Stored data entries
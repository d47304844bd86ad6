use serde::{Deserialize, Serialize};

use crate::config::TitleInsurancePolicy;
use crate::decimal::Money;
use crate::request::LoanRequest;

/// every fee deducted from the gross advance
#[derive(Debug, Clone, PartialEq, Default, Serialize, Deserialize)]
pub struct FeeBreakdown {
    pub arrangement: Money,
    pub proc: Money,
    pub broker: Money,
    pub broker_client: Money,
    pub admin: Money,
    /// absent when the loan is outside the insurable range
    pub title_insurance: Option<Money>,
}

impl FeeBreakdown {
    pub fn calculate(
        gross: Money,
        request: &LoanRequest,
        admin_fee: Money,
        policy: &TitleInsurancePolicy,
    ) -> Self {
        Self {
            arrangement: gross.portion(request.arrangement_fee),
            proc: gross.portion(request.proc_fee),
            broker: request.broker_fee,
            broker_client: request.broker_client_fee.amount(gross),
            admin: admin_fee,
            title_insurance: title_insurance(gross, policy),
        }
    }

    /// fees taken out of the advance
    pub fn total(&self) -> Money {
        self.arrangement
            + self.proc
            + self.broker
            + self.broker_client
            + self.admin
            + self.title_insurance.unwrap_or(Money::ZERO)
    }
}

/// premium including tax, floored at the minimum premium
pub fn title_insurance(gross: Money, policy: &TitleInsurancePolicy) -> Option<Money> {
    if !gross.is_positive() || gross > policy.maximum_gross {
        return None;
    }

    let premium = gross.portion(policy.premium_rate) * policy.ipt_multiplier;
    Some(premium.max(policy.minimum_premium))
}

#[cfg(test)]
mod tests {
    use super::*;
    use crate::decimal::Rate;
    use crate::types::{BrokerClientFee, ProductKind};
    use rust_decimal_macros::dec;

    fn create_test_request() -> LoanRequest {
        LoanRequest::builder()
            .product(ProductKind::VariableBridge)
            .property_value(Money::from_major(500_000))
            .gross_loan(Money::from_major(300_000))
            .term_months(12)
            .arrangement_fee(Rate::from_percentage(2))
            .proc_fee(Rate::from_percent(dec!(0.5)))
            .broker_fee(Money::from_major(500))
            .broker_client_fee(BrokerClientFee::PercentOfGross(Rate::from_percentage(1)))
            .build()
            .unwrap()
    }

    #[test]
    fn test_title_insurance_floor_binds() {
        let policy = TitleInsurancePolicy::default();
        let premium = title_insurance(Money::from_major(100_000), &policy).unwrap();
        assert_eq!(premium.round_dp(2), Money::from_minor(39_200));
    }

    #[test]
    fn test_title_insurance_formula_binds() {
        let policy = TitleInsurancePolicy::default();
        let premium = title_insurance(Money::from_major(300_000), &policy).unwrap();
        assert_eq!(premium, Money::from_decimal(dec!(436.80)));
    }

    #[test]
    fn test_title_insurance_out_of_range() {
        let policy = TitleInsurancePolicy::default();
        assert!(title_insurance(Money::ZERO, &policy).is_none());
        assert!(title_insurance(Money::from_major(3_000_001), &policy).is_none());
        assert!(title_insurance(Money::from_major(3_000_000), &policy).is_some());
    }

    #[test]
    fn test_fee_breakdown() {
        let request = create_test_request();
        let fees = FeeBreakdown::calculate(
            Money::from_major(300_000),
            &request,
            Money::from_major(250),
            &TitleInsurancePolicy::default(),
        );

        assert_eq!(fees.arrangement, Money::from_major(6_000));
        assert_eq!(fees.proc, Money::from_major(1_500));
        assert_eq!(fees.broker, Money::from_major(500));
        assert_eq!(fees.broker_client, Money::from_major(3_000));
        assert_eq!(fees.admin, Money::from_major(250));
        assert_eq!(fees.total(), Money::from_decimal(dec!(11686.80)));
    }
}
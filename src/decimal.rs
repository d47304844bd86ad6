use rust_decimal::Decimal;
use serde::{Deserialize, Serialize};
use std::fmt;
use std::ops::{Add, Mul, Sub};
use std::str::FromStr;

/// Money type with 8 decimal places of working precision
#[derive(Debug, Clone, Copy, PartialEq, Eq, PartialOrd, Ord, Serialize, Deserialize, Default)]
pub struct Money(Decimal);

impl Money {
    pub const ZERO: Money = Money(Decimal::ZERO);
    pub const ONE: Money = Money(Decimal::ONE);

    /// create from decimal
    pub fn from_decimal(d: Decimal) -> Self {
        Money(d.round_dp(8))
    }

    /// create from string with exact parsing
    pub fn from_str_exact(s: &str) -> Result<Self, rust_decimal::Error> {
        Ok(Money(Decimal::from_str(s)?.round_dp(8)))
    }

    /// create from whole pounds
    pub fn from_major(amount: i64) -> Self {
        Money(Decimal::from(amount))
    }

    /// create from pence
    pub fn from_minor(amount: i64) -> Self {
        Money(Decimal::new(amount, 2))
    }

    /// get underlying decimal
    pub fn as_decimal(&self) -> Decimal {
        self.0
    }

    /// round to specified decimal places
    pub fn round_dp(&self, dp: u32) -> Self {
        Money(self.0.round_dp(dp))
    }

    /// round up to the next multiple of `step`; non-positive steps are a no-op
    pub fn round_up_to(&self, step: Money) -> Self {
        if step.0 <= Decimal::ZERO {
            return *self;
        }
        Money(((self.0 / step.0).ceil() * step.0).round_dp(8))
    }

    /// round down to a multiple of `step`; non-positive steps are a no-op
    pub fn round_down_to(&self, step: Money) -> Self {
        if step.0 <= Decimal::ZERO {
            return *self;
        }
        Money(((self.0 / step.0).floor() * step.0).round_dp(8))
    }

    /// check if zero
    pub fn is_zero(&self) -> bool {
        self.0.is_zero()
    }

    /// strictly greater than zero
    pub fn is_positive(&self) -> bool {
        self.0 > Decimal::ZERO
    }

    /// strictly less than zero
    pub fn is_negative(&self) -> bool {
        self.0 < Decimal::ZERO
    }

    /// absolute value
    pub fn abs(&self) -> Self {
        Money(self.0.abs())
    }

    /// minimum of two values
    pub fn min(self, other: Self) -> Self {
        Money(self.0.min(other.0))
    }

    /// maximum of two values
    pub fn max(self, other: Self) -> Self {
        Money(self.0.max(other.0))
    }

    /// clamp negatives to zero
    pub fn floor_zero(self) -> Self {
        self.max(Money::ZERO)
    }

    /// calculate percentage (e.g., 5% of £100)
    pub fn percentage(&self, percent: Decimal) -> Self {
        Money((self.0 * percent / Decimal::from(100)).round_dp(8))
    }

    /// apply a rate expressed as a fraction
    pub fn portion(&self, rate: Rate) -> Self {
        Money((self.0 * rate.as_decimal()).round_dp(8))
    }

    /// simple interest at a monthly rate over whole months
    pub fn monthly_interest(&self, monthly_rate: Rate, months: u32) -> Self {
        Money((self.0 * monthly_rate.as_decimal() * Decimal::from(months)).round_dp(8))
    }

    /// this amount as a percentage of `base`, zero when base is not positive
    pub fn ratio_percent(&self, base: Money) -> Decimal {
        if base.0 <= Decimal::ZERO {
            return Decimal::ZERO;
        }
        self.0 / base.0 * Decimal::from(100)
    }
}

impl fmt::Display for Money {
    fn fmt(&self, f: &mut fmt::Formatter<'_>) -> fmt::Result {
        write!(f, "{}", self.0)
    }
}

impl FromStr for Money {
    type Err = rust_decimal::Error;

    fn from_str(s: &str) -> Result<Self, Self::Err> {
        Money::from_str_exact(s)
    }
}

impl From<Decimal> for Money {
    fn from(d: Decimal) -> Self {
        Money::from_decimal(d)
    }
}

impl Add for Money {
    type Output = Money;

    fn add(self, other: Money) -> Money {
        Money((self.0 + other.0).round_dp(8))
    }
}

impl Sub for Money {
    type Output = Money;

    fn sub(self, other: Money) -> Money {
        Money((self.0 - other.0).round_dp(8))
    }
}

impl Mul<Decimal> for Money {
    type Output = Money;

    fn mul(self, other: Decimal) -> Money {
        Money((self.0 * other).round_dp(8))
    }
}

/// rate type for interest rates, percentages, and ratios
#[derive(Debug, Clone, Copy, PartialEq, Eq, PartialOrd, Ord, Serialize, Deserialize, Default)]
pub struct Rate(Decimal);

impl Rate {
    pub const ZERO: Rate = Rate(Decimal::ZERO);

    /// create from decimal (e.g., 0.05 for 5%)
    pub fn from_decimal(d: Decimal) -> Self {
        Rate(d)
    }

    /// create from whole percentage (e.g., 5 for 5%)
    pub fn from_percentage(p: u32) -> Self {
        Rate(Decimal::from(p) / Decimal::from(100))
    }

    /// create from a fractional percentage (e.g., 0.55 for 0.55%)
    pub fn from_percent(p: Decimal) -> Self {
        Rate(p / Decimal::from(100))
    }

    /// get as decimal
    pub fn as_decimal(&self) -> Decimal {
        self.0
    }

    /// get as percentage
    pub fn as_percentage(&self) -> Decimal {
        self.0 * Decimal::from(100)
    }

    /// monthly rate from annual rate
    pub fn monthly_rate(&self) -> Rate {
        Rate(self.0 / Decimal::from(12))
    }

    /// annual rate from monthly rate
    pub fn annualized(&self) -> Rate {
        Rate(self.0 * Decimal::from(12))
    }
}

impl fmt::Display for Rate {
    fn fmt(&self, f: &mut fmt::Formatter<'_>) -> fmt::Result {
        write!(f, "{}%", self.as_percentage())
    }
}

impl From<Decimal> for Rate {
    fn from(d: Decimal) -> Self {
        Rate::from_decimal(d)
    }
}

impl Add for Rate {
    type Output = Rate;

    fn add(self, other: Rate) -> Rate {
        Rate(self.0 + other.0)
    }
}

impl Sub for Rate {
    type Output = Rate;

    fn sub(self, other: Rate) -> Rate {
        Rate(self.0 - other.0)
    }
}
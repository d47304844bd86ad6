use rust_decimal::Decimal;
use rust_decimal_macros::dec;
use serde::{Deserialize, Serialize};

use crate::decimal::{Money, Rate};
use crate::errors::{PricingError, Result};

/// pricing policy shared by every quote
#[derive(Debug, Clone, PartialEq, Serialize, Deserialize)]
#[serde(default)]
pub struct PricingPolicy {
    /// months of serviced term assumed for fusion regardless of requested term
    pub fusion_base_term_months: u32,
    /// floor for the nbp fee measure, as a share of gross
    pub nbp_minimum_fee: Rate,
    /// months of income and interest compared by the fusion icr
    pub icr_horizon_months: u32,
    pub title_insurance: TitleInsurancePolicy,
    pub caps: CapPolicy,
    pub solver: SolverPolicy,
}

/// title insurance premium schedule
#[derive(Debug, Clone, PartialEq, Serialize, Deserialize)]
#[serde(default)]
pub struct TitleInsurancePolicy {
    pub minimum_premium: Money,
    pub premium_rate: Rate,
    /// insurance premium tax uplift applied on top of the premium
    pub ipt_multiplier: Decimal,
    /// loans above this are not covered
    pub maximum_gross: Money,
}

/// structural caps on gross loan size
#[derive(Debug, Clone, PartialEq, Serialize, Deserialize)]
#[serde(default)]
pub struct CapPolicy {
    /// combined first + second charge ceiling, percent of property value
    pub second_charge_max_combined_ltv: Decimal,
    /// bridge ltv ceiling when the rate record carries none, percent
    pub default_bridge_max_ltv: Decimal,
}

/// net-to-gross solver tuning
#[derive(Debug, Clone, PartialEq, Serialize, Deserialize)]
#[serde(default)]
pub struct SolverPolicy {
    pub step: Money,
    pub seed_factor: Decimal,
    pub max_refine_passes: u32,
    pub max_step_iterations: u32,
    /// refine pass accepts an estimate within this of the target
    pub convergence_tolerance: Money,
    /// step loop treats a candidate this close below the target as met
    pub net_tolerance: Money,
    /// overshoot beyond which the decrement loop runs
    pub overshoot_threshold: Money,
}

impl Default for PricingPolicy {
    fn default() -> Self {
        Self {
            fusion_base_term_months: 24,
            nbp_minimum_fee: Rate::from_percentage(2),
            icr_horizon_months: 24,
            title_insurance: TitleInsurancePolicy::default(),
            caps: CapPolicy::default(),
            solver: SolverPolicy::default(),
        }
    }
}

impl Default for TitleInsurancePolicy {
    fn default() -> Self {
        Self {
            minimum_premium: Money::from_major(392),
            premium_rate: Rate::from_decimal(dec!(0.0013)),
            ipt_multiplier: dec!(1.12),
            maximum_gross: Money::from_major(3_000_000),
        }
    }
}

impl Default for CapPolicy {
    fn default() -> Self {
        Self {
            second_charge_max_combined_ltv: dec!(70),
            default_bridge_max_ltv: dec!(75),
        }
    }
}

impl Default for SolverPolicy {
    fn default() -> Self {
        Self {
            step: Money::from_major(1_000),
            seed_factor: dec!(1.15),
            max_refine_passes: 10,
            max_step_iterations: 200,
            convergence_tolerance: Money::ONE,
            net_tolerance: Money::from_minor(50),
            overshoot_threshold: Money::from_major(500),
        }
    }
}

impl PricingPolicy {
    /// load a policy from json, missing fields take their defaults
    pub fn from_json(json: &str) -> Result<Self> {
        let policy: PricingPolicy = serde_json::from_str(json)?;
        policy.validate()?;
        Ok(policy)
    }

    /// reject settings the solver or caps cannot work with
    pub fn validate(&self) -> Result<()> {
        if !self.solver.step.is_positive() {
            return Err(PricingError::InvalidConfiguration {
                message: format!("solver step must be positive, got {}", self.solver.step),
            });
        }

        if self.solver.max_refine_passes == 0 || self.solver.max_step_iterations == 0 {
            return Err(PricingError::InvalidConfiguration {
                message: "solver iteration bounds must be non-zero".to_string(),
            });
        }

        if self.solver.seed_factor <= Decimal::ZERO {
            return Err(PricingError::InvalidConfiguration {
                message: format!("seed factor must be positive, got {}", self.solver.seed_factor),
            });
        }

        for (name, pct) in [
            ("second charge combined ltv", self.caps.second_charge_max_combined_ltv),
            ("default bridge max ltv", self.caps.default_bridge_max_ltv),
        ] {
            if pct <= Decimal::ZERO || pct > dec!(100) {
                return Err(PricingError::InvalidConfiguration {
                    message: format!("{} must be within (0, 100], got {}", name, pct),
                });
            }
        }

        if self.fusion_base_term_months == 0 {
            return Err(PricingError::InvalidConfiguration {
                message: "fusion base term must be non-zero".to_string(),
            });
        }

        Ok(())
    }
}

### Assignment
Find the string "every" in the data. Report each line it appears in.

### Solution to the exercise
/// every fee deducted from the gross advance
/// pricing policy shared by every quote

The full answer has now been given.